Incorrect CTL font rendering by LibreOffice 4

This issue has been raised before and
looks like we have an accepted answer. But the answer does not actually solve the problem. It tries to blame some font.


(UPDATE: Further discussion shows that the particular (blamed) font, SutonnyMJ is actually broken. But that font is not part of my following discussion. SutonnyMJ is a non-Unicode font and hence obsolete with its own inherent problems. The fonts, SolaimanLipi and
SutonnyOMJ, mentioned in the following discussion are both Unicode fonts.)


The issue is, it appears that LibreOffice 4 is rendering CTL (Bangla/Bengali) fonts incorrectly.

Please see the following Bengali/Bangla text as rendered in LibreOffice 3. The interword spaces are fine. This documents uses two fonts,
SolaimanLipi and
SutonnyOMJ

I have using the first font for a quite a long time. In fact this is the most popular font used the newspapers and websites in Bangladesh. Moreover, this font, along with the second one, has been chosen (gazetted) as one of the standard fonts to be used in all government documents.

Anyway, when the same file in opened in LibreOffice 4, we find that the inter word spaces are garbled, bottom part of characters are missing and some characters are shown as empty boxes.

But when we open the same document in OpenOffice, there is no problem at all. Please see below,

Even more, when the same text is displayed in Google Chrome using SolaimanLipi font, there is no problem at all. Please see below,

image description

As my experience goes over all these years, I can unequivocally confirm that the above mentioned problem is solely due to LibreOffice 4. This problem occurs irrespective of the input method, be it keyboard or cut-and-paste. Moreover, these fonts present absolutely no problem in the commercial word processing software.

I have correctly set the CTL language and CTL font in all the cases.

I find that two bugs, with insufficient or misdirected attention, have been lodged here (one, two). Please see the comment in the first one, which is absolutely incorrect.

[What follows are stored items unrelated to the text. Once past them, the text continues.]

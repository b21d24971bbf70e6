//! Optimizer trait and serializable optimizer state

use crate::{Error, Result, Tensor};
use serde::{Deserialize, Serialize};
use std::collections::BTreeMap;

/// Snapshot of an optimizer for checkpointing
///
/// `buffers` maps a buffer name ("m", "v", "velocity") to one optional
/// buffer per parameter, in parameter order.
#[derive(Debug, Clone, PartialEq, Serialize, Deserialize)]
pub struct OptimizerState {
    pub name: String,
    pub lr: f32,
    pub step_count: u64,
    #[serde(default)]
    pub buffers: BTreeMap<String, Vec<Option<Vec<f32>>>>,
}

impl OptimizerState {
    pub(crate) fn check_name(&self, expected: &str) -> Result<()> {
        if self.name == expected {
            Ok(())
        } else {
            Err(Error::Serialization(format!(
                "optimizer state is for '{}', cannot load into '{expected}'",
                self.name
            )))
        }
    }
}

/// Trait for optimization algorithms
///
/// Parameters are borrowed from the network that owns them; the position of
/// each parameter in the slice identifies its moment buffers, so callers must
/// pass parameters in a stable order.
pub trait Optimizer {
    /// Perform one update on the referenced parameters
    fn step_refs(&mut self, params: &mut [&mut Tensor]);

    /// Zero gradients on referenced parameters
    fn zero_grad_refs(&mut self, params: &mut [&mut Tensor]) {
        for param in params.iter_mut() {
            param.zero_grad();
        }
    }

    /// Get learning rate
    fn lr(&self) -> f32;

    /// Set learning rate
    fn set_lr(&mut self, lr: f32);

    /// Number of completed steps
    fn step_count(&self) -> u64;

    /// Capture state for a checkpoint
    fn state(&self) -> OptimizerState;

    /// Restore state captured by [`Optimizer::state`]
    fn load_state(&mut self, state: &OptimizerState) -> Result<()>;
}

pub(crate) fn to_buffers(bufs: &[Option<ndarray::Array1<f32>>]) -> Vec<Option<Vec<f32>>> {
    bufs.iter()
        .map(|b| b.as_ref().map(|a| a.to_vec()))
        .collect()
}

pub(crate) fn from_buffers(
    state: &OptimizerState,
    key: &str,
) -> Vec<Option<ndarray::Array1<f32>>> {
    state
        .buffers
        .get(key)
        .map(|bufs| {
            bufs.iter()
                .map(|b| b.as_ref().map(|v| ndarray::Array1::from(v.clone())))
                .collect()
        })
        .unwrap_or_default()
}
//! Batch loaders

use super::batch::GraphBatch;
use super::dataset::GraphDataset;
use crate::Result;
use rand::rngs::StdRng;
use rand::seq::SliceRandom;
use rand::SeedableRng;

/// Source of batches for one pass over a split
pub trait GraphLoader {
    /// Number of batches per pass
    fn len(&self) -> usize;

    fn is_empty(&self) -> bool {
        self.len() == 0
    }

    /// Produce the batches of one pass
    fn batches(&mut self) -> Result<Vec<GraphBatch>>;
}

/// Fixed-size batches over an in-memory dataset; the last batch may be short
pub struct BatchLoader {
    dataset: GraphDataset,
    batch_size: usize,
    shuffle: bool,
    rng: StdRng,
}

impl BatchLoader {
    pub fn new(dataset: GraphDataset, batch_size: usize, shuffle: bool, seed: u64) -> Self {
        Self {
            dataset,
            batch_size: batch_size.max(1),
            shuffle,
            rng: StdRng::seed_from_u64(seed),
        }
    }

    pub fn dataset(&self) -> &GraphDataset {
        &self.dataset
    }

    pub fn batch_size(&self) -> usize {
        self.batch_size
    }
}

impl GraphLoader for BatchLoader {
    fn len(&self) -> usize {
        self.dataset.len().div_ceil(self.batch_size)
    }

    fn batches(&mut self) -> Result<Vec<GraphBatch>> {
        let mut order: Vec<usize> = (0..self.dataset.len()).collect();
        if self.shuffle {
            order.shuffle(&mut self.rng);
        }
        order
            .chunks(self.batch_size)
            .map(|chunk| self.dataset.collate(chunk))
            .collect()
    }
}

Please let me know if you any observation or advice. Also, please let me know how do I bring more attention to the bugs already reported.

You can find the .odt file which has been used for test purpose over here.

What version of LibreOffice 4 are you using? If it is 4.1, then this might be the same issue as (this bug)[https://bugs.freedesktop.org/show_bug.cgi?id=70968] which will be fixed in the next 4.1.4 release (unless you are using Fedora, then it should be fixed in 4.1.3 as they backported the fix).

It is in another machine from the one I am answering (this one contains LibreOffice 3). As far as I remember that machine has LibreOffice 4.1. I will let you know the minor version as soon as I can reach there. I use Ubuntu. Thanks.

The version is Version: 4.1.3.2, Build ID: 410m0 (Build:2). So, I need to wait for sometime before version 4.1.4 comes out in late December 2013. I am using PPA.

As Khaled has indicated this may be a bug (fdo#70968) that has now been fixed. I would still however like to point out that the linked fonts are not valid Unicode.

The fonts, SolaimanLipi and SutonnyOMJ, mentioned in the following discussion are both Unicode fonts.

Where does this information come from? What does “Unicode” mean in this context? Neither font encode glyphs in an entirely valid manner. When I examine the two fonts linked to there are many non-Unicode glyphs evident. SutonnyBanglaOMJ.ttf contains 354 while SolaimanLipi_20-04-07.ttf contains 300. The glyphs commence at code point U+10000 (the Linear B range) and these positions are referred to in the various lookup tables (e.g., init, nukt, rphf, etc.) FontForge also indicates other warnings related to horizontal and vertical device metrics, but it is not clear to me to what extent this may effect on-screen rendering.

Again, to be clear, this may not be indicative of the problem being experienced, but it does not help if the font is not a good one when trying to determine an exact cause.